Dehghan等[13]研究发现,高尿酸血症是糖尿病的独立危险因素,高尿酸血症对糖尿病人群的归因危险度为0.24。高尿酸血症与DN发展有关,阻止尿酸的产生可以保护肾脏肾小管间质损伤[14]。SGLT2抑制剂可以降低10%~15%的尿酸水平[15]。Chino等[16]研究发现,使用鲁格列净5、10 mg治疗的第1天血尿酸水平分别下降1.39、1.33 mg/dL,第3天血尿酸水平分别下降1.76、1.71 mg/dL,且尿酸排泄率增加。其原因可能是SGLT2抑制剂使尿液中葡萄糖水平增加,尿液中D-葡萄糖抑制肾小管上皮细胞葡萄糖转运体(GLUT)9的功能,从而抑制尿酸的重吸收,使尿酸排泄增加,进而间接降低血尿酸水平。由此可见,SGLT2抑制剂介导的尿酸降低可能是有益的,尽管这种效果的临床相关性仍有待阐明。
在早期DN的发病机制中,肾脏超滤被认为是升高肾小球囊内压力的替代指标,导致蛋白尿和肾功能下降。超滤过的血流动力学或神经激素假说主要集中于肾小球内传入和传出的小动脉阻力的变化,主要是由于肾素-血管紧张素-醛固酮系统(RAAS)的激活,导致肾小球囊内压力升高,随之产生超滤过[17]。在过去的20年里,由于RAAS阻滞剂引起的肾小球囊内压力下降,为DN患者的肾脏保护提供了治疗基础。但是,RAAS阻滞剂并不能完全减轻肾脏超滤过和DN损伤[18]。因此,除了目前的治疗方法之外,还需要新的治疗方法来减少额外的风险。一项研究表明,1型糖尿病患者服用恩格列净治疗8周后,肾小球高滤过者的eGFR较治疗前下降约33 mL/(min·1.73 m2),同时血浆一氧化氮和肾有效血浆流量下降,肾血管阻力上升[19]。SGLT2抑制剂降低肾脏高滤过的作用机制可能是通过球管反馈来实现:SGLT2抑制剂可减少近端肾小管钠的再吸收,增加远端肾小管中钠的转运,使到达致密斑细胞的钠增加;而钠的转运是能量依赖性的,促进三磷酸腺苷分解为腺苷,从而增加了腺苷的产生,导致肾脏入球小动脉收缩,降低了肾脏的血液灌注,进而使eGFR下降,以减少高滤过对肾脏的损伤。

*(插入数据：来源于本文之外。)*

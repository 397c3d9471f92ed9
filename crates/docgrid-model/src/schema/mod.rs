//! Schema: the node types a document may use and how they nest.
//!
//! A [`Schema`] is compiled from a serialisable [`SchemaSpec`] (usually read
//! from configuration, or [`SchemaSpec::basic`]). Every [`Node`] carries a
//! [`NodeType`] handle back into its schema, so validity checks never need
//! the schema passed around separately.

mod basic;
mod content;

use serde::{Deserialize, Serialize};
use std::collections::{BTreeMap, HashMap};
use std::fmt;
use std::sync::Arc;

use crate::attrs::{AttrValue, Attrs};
use crate::error::{ModelError, Result};
use crate::fragment::Fragment;
use crate::mark::Mark;
use crate::node::Node;
use content::ContentExpr;

fn default_top_node() -> String {
    "doc".to_string()
}

/// Serialisable description of a schema.
#[derive(Debug, Clone, PartialEq, Serialize, Deserialize)]
pub struct SchemaSpec {
    /// Name of the node type at the root of every document.
    #[serde(default = "default_top_node")]
    pub top_node: String,
    /// Mark type names.
    #[serde(default)]
    pub marks: Vec<String>,
    /// Node types in priority order: when several types could fill a slot,
    /// the earliest one wins.
    #[serde(default)]
    pub nodes: Vec<NodeSpec>,
}

/// Serialisable description of one node type.
#[derive(Debug, Clone, PartialEq, Serialize, Deserialize)]
pub struct NodeSpec {
    pub name: String,
    /// Content expression; empty for leaf nodes.
    #[serde(default, skip_serializing_if = "String::is_empty")]
    pub content: String,
    /// Space separated group names this type belongs to.
    #[serde(default, skip_serializing_if = "String::is_empty")]
    pub group: String,
    #[serde(default, skip_serializing_if = "std::ops::Not::not")]
    pub inline: bool,
    #[serde(default, skip_serializing_if = "Option::is_none")]
    pub table_role: Option<TableRole>,
    #[serde(default, skip_serializing_if = "BTreeMap::is_empty")]
    pub attrs: BTreeMap<String, AttrSpec>,
}

impl NodeSpec {
    pub fn new(name: impl Into<String>) -> Self {
        Self {
            name: name.into(),
            content: String::new(),
            group: String::new(),
            inline: false,
            table_role: None,
            attrs: BTreeMap::new(),
        }
    }

    pub fn content(mut self, content: impl Into<String>) -> Self {
        self.content = content.into();
        self
    }

    pub fn group(mut self, group: impl Into<String>) -> Self {
        self.group = group.into();
        self
    }

    pub fn inline(mut self) -> Self {
        self.inline = true;
        self
    }

    pub fn table_role(mut self, role: TableRole) -> Self {
        self.table_role = Some(role);
        self
    }

    pub fn attr(mut self, name: impl Into<String>, default: Option<AttrValue>) -> Self {
        self.attrs.insert(name.into(), AttrSpec { default });
        self
    }
}

/// Attribute declaration. A missing default means `null`.
#[derive(Debug, Clone, Default, PartialEq, Serialize, Deserialize)]
pub struct AttrSpec {
    #[serde(default, skip_serializing_if = "Option::is_none")]
    pub default: Option<AttrValue>,
}

/// Part a node type plays in table structure.
#[derive(Debug, Clone, Copy, PartialEq, Eq, Hash, Serialize, Deserialize)]
#[serde(rename_all = "snake_case")]
pub enum TableRole {
    Table,
    Row,
    Cell,
    HeaderCell,
}

impl TableRole {
    pub fn is_cell(self) -> bool {
        matches!(self, TableRole::Cell | TableRole::HeaderCell)
    }
}

#[derive(Debug)]
struct TypeData {
    name: String,
    groups: Vec<String>,
    inline: bool,
    content: ContentExpr,
    default_attrs: Attrs,
    table_role: Option<TableRole>,
}

#[derive(Debug)]
struct SchemaData {
    spec: SchemaSpec,
    types: Vec<TypeData>,
    by_name: HashMap<String, usize>,
    top: usize,
    text: usize,
}

/// A compiled schema. Cheap to clone.
#[derive(Clone)]
pub struct Schema {
    inner: Arc<SchemaData>,
}

impl Schema {
    /// Compile a schema from its description.
    pub fn new(spec: SchemaSpec) -> Result<Self> {
        let mut by_name = HashMap::new();
        for (index, node) in spec.nodes.iter().enumerate() {
            by_name.entry(node.name.clone()).or_insert(index);
        }
        let top = *by_name
            .get(&spec.top_node)
            .ok_or_else(|| ModelError::MissingNodeType(spec.top_node.clone()))?;
        let text = *by_name
            .get("text")
            .ok_or_else(|| ModelError::MissingNodeType("text".to_string()))?;

        let groups: Vec<Vec<String>> = spec
            .nodes
            .iter()
            .map(|node| node.group.split_whitespace().map(str::to_string).collect())
            .collect();

        let resolve = |name: &str| -> Option<Vec<usize>> {
            if let Some(index) = by_name.get(name) {
                return Some(vec![*index]);
            }
            let members: Vec<usize> = groups
                .iter()
                .enumerate()
                .filter(|(_, node_groups)| node_groups.iter().any(|group| group == name))
                .map(|(index, _)| index)
                .collect();
            (!members.is_empty()).then_some(members)
        };

        let mut types = Vec::with_capacity(spec.nodes.len());
        for (node, node_groups) in spec.nodes.iter().zip(&groups) {
            let content = ContentExpr::parse(&node.content, &resolve)?;
            let default_attrs = node
                .attrs
                .iter()
                .map(|(name, attr)| {
                    (name.clone(), attr.default.clone().unwrap_or(AttrValue::Null))
                })
                .collect();
            types.push(TypeData {
                name: node.name.clone(),
                groups: node_groups.clone(),
                inline: node.inline,
                content,
                default_attrs,
                table_role: node.table_role,
            });
        }

        log::debug!("compiled schema with {} node types", types.len());

        Ok(Self {
            inner: Arc::new(SchemaData {
                spec,
                types,
                by_name,
                top,
                text,
            }),
        })
    }

    /// The built-in schema with paragraphs, headings, blockquotes and tables.
    pub fn basic() -> Self {
        Self::new(SchemaSpec::basic()).expect("Invalid built-in schema")
    }

    pub fn spec(&self) -> &SchemaSpec {
        &self.inner.spec
    }

    pub fn ptr_eq(a: &Schema, b: &Schema) -> bool {
        Arc::ptr_eq(&a.inner, &b.inner)
    }

    pub fn node_type(&self, name: &str) -> Result<NodeType> {
        self.inner
            .by_name
            .get(name)
            .map(|index| self.type_at(*index))
            .ok_or_else(|| ModelError::UnknownNodeType(name.to_string()))
    }

    pub fn top_node_type(&self) -> NodeType {
        self.type_at(self.inner.top)
    }

    pub fn node_types(&self) -> impl Iterator<Item = NodeType> + '_ {
        (0..self.inner.types.len()).map(|index| self.type_at(index))
    }

    /// Create a checked node of the named type.
    pub fn node(
        &self,
        name: &str,
        attrs: Attrs,
        content: impl Into<Fragment>,
        marks: Vec<Mark>,
    ) -> Result<Node> {
        self.node_type(name)?.create(attrs, content.into(), marks)
    }

    /// Create a text node. Empty text is rejected.
    pub fn text(&self, text: impl Into<String>, marks: Vec<Mark>) -> Result<Node> {
        let text = text.into();
        if text.is_empty() {
            return Err(ModelError::EmptyText);
        }
        Ok(Node::new_text(self.type_at(self.inner.text), text, marks))
    }

    pub fn mark(&self, name: &str, attrs: Attrs) -> Result<Mark> {
        if self.inner.spec.marks.iter().any(|mark| mark == name) {
            Ok(Mark::new(name, attrs))
        } else {
            Err(ModelError::UnknownMarkType(name.to_string()))
        }
    }

    fn type_at(&self, index: usize) -> NodeType {
        NodeType {
            schema: self.clone(),
            index,
        }
    }

    /// Index of a node type inside this schema, matching foreign types by name.
    fn index_of(&self, node_type: &NodeType) -> Option<usize> {
        if Schema::ptr_eq(self, &node_type.schema) {
            Some(node_type.index)
        } else {
            self.inner.by_name.get(node_type.name()).copied()
        }
    }
}

impl fmt::Debug for Schema {
    fn fmt(&self, f: &mut fmt::Formatter<'_>) -> fmt::Result {
        let names: Vec<&str> = self.inner.types.iter().map(|t| t.name.as_str()).collect();
        f.debug_struct("Schema")
            .field("top_node", &self.inner.spec.top_node)
            .field("nodes", &names)
            .finish()
    }
}

/// Handle to one node type of a [`Schema`].
#[derive(Clone)]
pub struct NodeType {
    schema: Schema,
    index: usize,
}

impl NodeType {
    fn data(&self) -> &TypeData {
        &self.schema.inner.types[self.index]
    }

    pub fn name(&self) -> &str {
        &self.data().name
    }

    pub fn schema(&self) -> &Schema {
        &self.schema
    }

    pub fn table_role(&self) -> Option<TableRole> {
        self.data().table_role
    }

    pub fn in_group(&self, group: &str) -> bool {
        self.data().groups.iter().any(|g| g == group)
    }

    pub fn is_text(&self) -> bool {
        self.index == self.schema.inner.text
    }

    pub fn is_inline(&self) -> bool {
        self.is_text() || self.data().inline
    }

    pub fn is_leaf(&self) -> bool {
        self.data().content.is_empty()
    }

    /// Whether this type holds inline content (text and inline nodes).
    pub fn inline_content(&self) -> bool {
        self.data()
            .content
            .first_choice()
            .is_some_and(|index| self.schema.type_at(index).is_inline())
    }

    /// A block whose content is inline: the only place a cursor can rest.
    pub fn is_textblock(&self) -> bool {
        !self.is_inline() && self.inline_content()
    }

    pub fn default_attrs(&self) -> &Attrs {
        &self.data().default_attrs
    }

    /// Defaults overlaid with the given values. Unknown names are dropped.
    pub fn compute_attrs(&self, given: &Attrs) -> Attrs {
        let mut attrs = self.default_attrs().clone();
        for (name, value) in given {
            if let Some(slot) = attrs.get_mut(name) {
                *slot = value.clone();
            }
        }
        attrs
    }

    fn child_indices<'a>(&self, nodes: impl Iterator<Item = &'a Node>) -> Vec<Option<usize>> {
        nodes
            .map(|node| self.schema.index_of(node.node_type()))
            .collect()
    }

    /// Whether `content` satisfies this type's content expression.
    pub fn valid_content(&self, content: &Fragment) -> bool {
        self.data().content.matches(&self.child_indices(content.iter()))
    }

    /// Whether replacing children `from..to` of `content` with one node of
    /// `node_type` leaves valid content.
    pub fn can_replace_with(
        &self,
        content: &Fragment,
        from: usize,
        to: usize,
        node_type: &NodeType,
    ) -> bool {
        if from > to || to > content.child_count() {
            return false;
        }
        let mut children = self.child_indices(content.iter().take(from));
        children.push(self.schema.index_of(node_type));
        children.extend(self.child_indices(content.iter().skip(to)));
        self.data().content.matches(&children)
    }

    /// Whether replacing children `from..to` of `content` with `replacement`
    /// leaves valid content.
    pub fn can_replace(
        &self,
        content: &Fragment,
        from: usize,
        to: usize,
        replacement: &Fragment,
    ) -> bool {
        if from > to || to > content.child_count() {
            return false;
        }
        let children = self.child_indices(
            content
                .iter()
                .take(from)
                .chain(replacement.iter())
                .chain(content.iter().skip(to)),
        );
        self.data().content.matches(&children)
    }

    /// Minimal content this type accepts, built from the first fillable
    /// choice of every required term. `None` when the type can only be
    /// satisfied by text or by itself.
    pub fn fill_content(&self) -> Option<Fragment> {
        self.fill_content_inner(&mut vec![self.index])
    }

    fn fill_content_inner(&self, visiting: &mut Vec<usize>) -> Option<Fragment> {
        let mut nodes = Vec::new();
        for term in &self.data().content.terms {
            for _ in 0..term.min {
                let node = term.choices.iter().find_map(|&index| {
                    let candidate = self.schema.type_at(index);
                    if candidate.is_text() || visiting.contains(&index) {
                        return None;
                    }
                    visiting.push(index);
                    let filled = candidate.fill_content_inner(visiting);
                    visiting.pop();
                    filled.map(|content| {
                        Node::new_element(
                            candidate.clone(),
                            candidate.default_attrs().clone(),
                            content,
                            Vec::new(),
                        )
                    })
                })?;
                nodes.push(node);
            }
        }
        Some(Fragment::from_nodes(nodes))
    }

    /// Create a node with default attributes and minimal valid content.
    pub fn create_and_fill(&self) -> Option<Node> {
        let content = self.fill_content()?;
        Some(Node::new_element(
            self.clone(),
            self.default_attrs().clone(),
            content,
            Vec::new(),
        ))
    }

    /// Create a node, rejecting content the type does not accept.
    pub fn create(&self, attrs: Attrs, content: Fragment, marks: Vec<Mark>) -> Result<Node> {
        if self.is_text() || !self.valid_content(&content) {
            return Err(ModelError::InvalidContent {
                node_type: self.name().to_string(),
            });
        }
        Ok(self.create_unchecked(attrs, content, marks))
    }

    /// Create a node without checking its content.
    pub fn create_unchecked(&self, attrs: Attrs, content: Fragment, marks: Vec<Mark>) -> Node {
        Node::new_element(self.clone(), self.compute_attrs(&attrs), content, marks)
    }
}

impl PartialEq for NodeType {
    fn eq(&self, other: &Self) -> bool {
        self.index == other.index && Schema::ptr_eq(&self.schema, &other.schema)
    }
}

impl Eq for NodeType {}

impl fmt::Debug for NodeType {
    fn fmt(&self, f: &mut fmt::Formatter<'_>) -> fmt::Result {
        write!(f, "NodeType({})", self.name())
    }
}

高血糖可以增加活性氧(ROS),导致氧化应激反应,还可介导肾小管上皮细胞的炎症反应和纤维化,导致DN的发生和进展。既往研究表明,高血糖水平增加了近端小管细胞的ROS生成和晚期糖基化终末产物受体(RAGE)的表达,并伴有晚期糖基化终末产物(AGEs)诱导的管状细胞凋亡,这些都被SGLT2小干扰RNA(siRNA)部分抑制[20]。因此,SGLT2 siRNA抑制肾小管细胞中葡萄糖积累,可明显降低肾小管细胞中高诱导的ROS和RAGE生成。此外,SGLT2抑制剂恩格列净在人肾近曲小管上皮细胞HK2中可以通过减少Toll样受体4(TLR4)、Ⅳ型胶原、IL-6分泌和NF-κB的表达,从而降低高糖毒性所致的炎症和纤维化标志物表达[21]。SGLT2抑制剂托格列净减少近端肾小管上皮细胞高糖诱导的ROS生成,导致单核细胞趋化蛋白1(MCP-1)mRNA和DNA片段减少。这些研究表明,SGLT2抑制剂可以预防与葡萄糖毒性有关的近端肾小管损伤,也能改善高糖诱导的肾脏氧化应激、炎症和纤维化,对肾脏起到保护作用。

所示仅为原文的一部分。